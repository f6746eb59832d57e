//! Lucky 7 - timed pari-mutuel dice rounds
//!
//! Every round pre-rolls two dice and takes wagers on whether they sum to 7
//! until a cutoff before the roll. At roll time each wager is settled, the
//! owner's balance and win streak are updated, and results are pushed to
//! connected clients.

pub mod api;
pub mod config;
pub mod errors;
pub mod game;
pub mod metrics;
pub mod notifications;
pub mod storage;

pub use config::{ConfigLoader, GameConfig, RoundConfig, StorageBackend};
pub use errors::{
    ConfigurationError, LedgerError, Lucky7Error, Lucky7Result, StorageError, WagerError,
};
pub use game::{RoundController, Side};
pub use metrics::GameMetrics;
pub use notifications::{GameEvent, Notifier, SessionRegistry};
pub use storage::OptimizedStorage;
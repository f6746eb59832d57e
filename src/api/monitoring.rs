//! Prometheus scrape endpoint

use super::handlers::AppState;
use axum::{extract::State, http::header, response::IntoResponse};
use std::sync::Arc;

/// GET /metrics
pub async fn metrics_handler(State(state): State<Arc<AppState>>) -> impl IntoResponse {
    (
        [(header::CONTENT_TYPE, "text/plain; version=0.0.4")],
        state.metrics.to_prometheus_format(),
    )
}
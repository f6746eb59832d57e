use chrono::{DateTime, Utc};
use std::sync::{Arc, Mutex};

/// Wall-clock source for round timing
pub trait Clock: Send + Sync {
    fn now(&self) -> DateTime<Utc>;
}

#[derive(Debug, Clone, Copy, Default)]
pub struct SystemClock;

impl Clock for SystemClock {
    fn now(&self) -> DateTime<Utc> {
        Utc::now()
    }
}

/// Clock that only moves when told to
#[derive(Debug, Clone)]
pub struct ManualClock {
    now: Arc<Mutex<DateTime<Utc>>>,
}

impl ManualClock {
    pub fn new(start: DateTime<Utc>) -> Self {
        Self {
            now: Arc::new(Mutex::new(start)),
        }
    }

    pub fn advance(&self, by: chrono::Duration) {
        let mut now = self.now.lock().unwrap_or_else(|e| e.into_inner());
        *now += by;
    }
}

impl Default for ManualClock {
    fn default() -> Self {
        Self::new(Utc::now())
    }
}

impl Clock for ManualClock {
    fn now(&self) -> DateTime<Utc> {
        *self.now.lock().unwrap_or_else(|e| e.into_inner())
    }
}
#[cfg(test)]
mod tests {
    use super::*;
    use crate::game::types::{Side, WagerOutcome};

    fn open_store(dir: &tempfile::TempDir) -> RocksStore {
        RocksStore::new(OptimizedStorage::new(dir.path()).expect("open rocksdb"))
    }

    async fn place(store: &RocksStore, user: &str, round_id: RoundId, amount: u64) -> Wager {
        store
            .commit_placement(NewWager {
                user_id: user.to_string(),
                round_id,
                amount,
                side: Side::NonJackpot,
                created_at: Utc::now(),
            })
            .await
            .expect("placement")
            .0
    }

    async fn settle(store: &RocksStore, wager: &Wager, outcome: WagerOutcome, streak: u32, payout: u64) {
        store
            .commit_settlement(&Settlement {
                wager_id: wager.id,
                user_id: wager.user_id.clone(),
                outcome,
                win_streak: streak,
                payout,
                settled_at: Utc::now(),
            })
            .await
            .expect("settlement");
    }

    #[test]
    fn test_index_keys_sort_newest_first() {
        let older = user_index_key(USER_WAGERS_PREFIX, "alice", 1);
        let newer = user_index_key(USER_WAGERS_PREFIX, "alice", 2);
        assert!(newer < older);

        let high = streak_key(5, 1);
        let low = streak_key(2, 9);
        assert!(high < low);
    }

    #[tokio::test]
    async fn test_round_ids_and_unresolved_index() {
        let dir = tempfile::tempdir().unwrap();
        let store = open_store(&dir);
        let now = Utc::now();

        let first = store.create_round(now, now, (3, 4)).await.unwrap();
        let second = store.create_round(now, now, (1, 1)).await.unwrap();
        assert_eq!((first.id, second.id), (1, 2));
        assert!(first.is_jackpot);

        let mut resolved = first.clone();
        resolved.state = RoundState::Resolved;
        store.update_round(&resolved).await.unwrap();

        let unresolved = store.unresolved_rounds().await.unwrap();
        assert_eq!(unresolved.len(), 1);
        assert_eq!(unresolved[0].id, 2);
    }

    #[tokio::test]
    async fn test_placement_and_settlement_indexes() {
        let dir = tempfile::tempdir().unwrap();
        let store = open_store(&dir);
        store.put_account(&Account::new("alice", "Alice", 100)).await.unwrap();

        let w1 = place(&store, "alice", 1, 10).await;
        let w2 = place(&store, "alice", 1, 10).await;
        let w3 = place(&store, "alice", 2, 10).await;
        assert_eq!(store.get_account("alice").await.unwrap().unwrap().tokens, 70);
        assert_eq!(store.wagers_for_round(1).await.unwrap().len(), 2);

        settle(&store, &w1, WagerOutcome::Won, 1, 10).await;
        settle(&store, &w2, WagerOutcome::Won, 2, 10).await;

        let last = store.last_settled_before("alice", w3.id).await.unwrap().unwrap();
        assert_eq!(last.id, w2.id);
        let last = store.last_settled_before("alice", w2.id).await.unwrap().unwrap();
        assert_eq!(last.id, w1.id);
        assert!(store.last_settled_before("alice", w1.id).await.unwrap().is_none());

        let settled = store.wagers_for_user("alice", 5, true).await.unwrap();
        assert_eq!(settled.iter().map(|w| w.id).collect::<Vec<_>>(), vec![w2.id, w1.id]);

        let top = store.top_streaks(10).await.unwrap();
        assert_eq!(top.iter().map(|w| w.win_streak).collect::<Vec<_>>(), vec![2, 1]);
    }

    #[tokio::test]
    async fn test_overflowing_credit_is_rejected_atomically() {
        let dir = tempfile::tempdir().unwrap();
        let store = open_store(&dir);
        store
            .put_account(&Account::new("alice", "Alice", u64::MAX - 5))
            .await
            .unwrap();
        let wager = place(&store, "alice", 1, 10).await;

        let err = store
            .commit_settlement(&Settlement {
                wager_id: wager.id,
                user_id: "alice".to_string(),
                outcome: WagerOutcome::Won,
                win_streak: 1,
                payout: 70,
                settled_at: Utc::now(),
            })
            .await
            .unwrap_err();
        assert!(matches!(err, LedgerError::BalanceOverflow { .. }));

        assert!(store.get_wager(wager.id).await.unwrap().unwrap().is_pending());
        assert!(store.top_streaks(10).await.unwrap().is_empty());
        assert_eq!(
            store.get_account("alice").await.unwrap().unwrap().tokens,
            u64::MAX - 15
        );
        assert!(store.credit("alice", 16).await.is_err());
    }

    #[tokio::test]
    async fn test_state_survives_reopen() {
        let dir = tempfile::tempdir().unwrap();
        {
            let store = open_store(&dir);
            store.put_account(&Account::new("bob", "Bob", 50)).await.unwrap();
            place(&store, "bob", 1, 20).await;
        }

        let store = open_store(&dir);
        assert_eq!(store.get_account("bob").await.unwrap().unwrap().tokens, 30);
        let next = place(&store, "bob", 1, 5).await;
        assert_eq!(next.id, 2);
    }
}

--

Reproduce exactly, and with no other material, the lines between those holding "assert!(high < low);" and "now, (1, 1)).await.unwrap();", inclusive.

◆ Result:
        assert!(high < low);
    }

    #[tokio::test]
    async fn test_round_ids_and_unresolved_index() {
        let dir = tempfile::tempdir().unwrap();
        let store = open_store(&dir);
        let now = Utc::now();

        let first = store.create_round(now, now, (3, 4)).await.unwrap();
        let second = store.create_round(now, now, (1, 1)).await.unwrap();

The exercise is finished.